Figure 1.

Differential distribution of L1 family members and ankyrins in cultured hippocampal neurons. A, B, Hippocampal neurons cultured in vitro for 10–12 d (DIV) were stained with antibodies against the L1 family members L1 (red) and neurofascin (green) (B) and against ankyrinG (green) and ankyrin B (red) (A). MAP2 was counterstained in blue to indicate the location of soma and dendrites. ankB and L1 are found enriched along axons, whereas ankG and NF are found enriched on the axonal IS (see arrows).
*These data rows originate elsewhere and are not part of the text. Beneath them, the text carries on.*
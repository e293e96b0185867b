//! Scanline layout over a flat 32-bpp pixel buffer.
//!
//! Row *i* of a `width`-pixel image occupies bytes
//! `[i * 4 * width, (i + 1) * 4 * width)` of the buffer, top to bottom,
//! with no padding between rows. The header's `bytes_per_line` field is
//! deliberately not consulted — `xwd` never pads 32-bpp scanlines.
//!
//! Nothing here copies pixel bytes; every row is a view into the buffer
//! handed in. Callers are expected to have validated the buffer length
//! (the decode entry points do); indexing past it panics.

use core::ops::Range;

/// Bytes per scanline for a `width`-pixel row at 4 bytes per pixel.
pub(crate) fn stride(width: u32) -> usize {
    width as usize * 4
}

/// Byte range of row `y` within the flat pixel buffer.
pub(crate) fn row_span(width: u32, y: u32) -> Range<usize> {
    let stride = stride(width);
    let start = y as usize * stride;
    start..start + stride
}

/// Iterator over the scanlines of a decoded image, top to bottom.
///
/// Yields exactly `height` slices of `4 * width` bytes each. Unlike
/// `slice::chunks_exact`, it stops at `height` rows even when the buffer
/// carries trailing bytes (the whole-buffer zero-copy path aliases the
/// entire tail of the input), and a zero-width image yields empty rows
/// rather than dividing by zero.
#[derive(Clone, Debug)]
pub struct Rows<'a> {
    buf: &'a [u8],
    stride: usize,
    remaining: u32,
}

impl<'a> Rows<'a> {
    pub(crate) fn new(buf: &'a [u8], width: u32, height: u32) -> Rows<'a> {
        Rows {
            buf,
            stride: stride(width),
            remaining: height,
        }
    }
}

impl<'a> Iterator for Rows<'a> {
    type Item = &'a [u8];

    fn next(&mut self) -> Option<&'a [u8]> {
        if self.remaining == 0 {
            return None;
        }
        let (row, rest) = self.buf.split_at(self.stride);
        self.buf = rest;
        self.remaining -= 1;
        Some(row)
    }

    fn size_hint(&self) -> (usize, Option<usize>) {
        let n = self.remaining as usize;
        (n, Some(n))
    }
}

impl ExactSizeIterator for Rows<'_> {}

#[cfg(test)]
mod tests {
    use super::*;

    #[test]
    fn rows_partition_the_buffer() {
        let width = 3u32;
        let height = 4u32;
        let buf: alloc::vec::Vec<u8> = (0..width * height * 4).map(|i| i as u8).collect();

        let rows: alloc::vec::Vec<&[u8]> = Rows::new(&buf, width, height).collect();
        assert_eq!(rows.len(), height as usize);

        let mut offset = 0;
        for (y, row) in rows.iter().enumerate() {
            assert_eq!(row.len(), stride(width));
            assert_eq!(*row, &buf[offset..offset + stride(width)]);
            assert_eq!(row_span(width, y as u32), offset..offset + stride(width));
            offset += stride(width);
        }
        assert_eq!(offset, buf.len(), "rows must cover the buffer exactly");
    }

    #[test]
    fn trailing_bytes_are_ignored() {
        let buf = [7u8; 4 * 2 * 2 + 5];
        let rows: alloc::vec::Vec<&[u8]> = Rows::new(&buf, 2, 2).collect();
        assert_eq!(rows.len(), 2);
        assert!(rows.iter().all(|r| r.len() == 8));
    }

    #[test]
    fn zero_width_yields_empty_rows() {
        let rows: alloc::vec::Vec<&[u8]> = Rows::new(&[], 0, 3).collect();
        assert_eq!(rows.len(), 3);
        assert!(rows.iter().all(|r| r.is_empty()));
    }

    #[test]
    fn zero_height_yields_nothing() {
        let buf = [0u8; 16];
        assert_eq!(Rows::new(&buf, 2, 0).count(), 0);
    }
}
C, D, The staining intensity of cells triple stained with antibodies against MAP2 (blue), NF (red), and ankG (green) were analyzed by line intensity scans using NIH ImageJ software. A typical cell is shown. Tracings were started at the soma/hillock boundary and extended for 80–100 μm along the axon. The intensity of NF (red profile) and ankG (green profile) closely align along axons of stage 4 neurons. The IS, as delineated by ankG and NF staining, measures ∼60 μm. MAP2 (blue profile) staining, in contrast, falls off sharply at the axon hillock. Scale bars, 50 μm. E, Density of neuronal cultures influences the time course of ankG accumulation at the IS. Cultures were plated in 60 mm dishes containing several coverslips at two different densities [hi, 200,000 cells per 60 mm dish (open symbols); lo, 100,000 cells per 60 mm dish (filled symbols)], and one coverslip was removed from the same dish at consecutive days (DIV4, circles; DIV5, triangles; DIV6, diamonds) and stained against ankG. The results are shown for three independent cultures. Despite variability, the low-density (filled symbols) cultures showed slower maturation of the IS in each experiment than the higher-density cultures (open symbols). F, Coverslips were fixed at consecutive days from the same culture and stained against NF (red), ankG (blue), and βIV-spectrin (green). The percentage of cells showing IS enrichment is shown for one such experiment.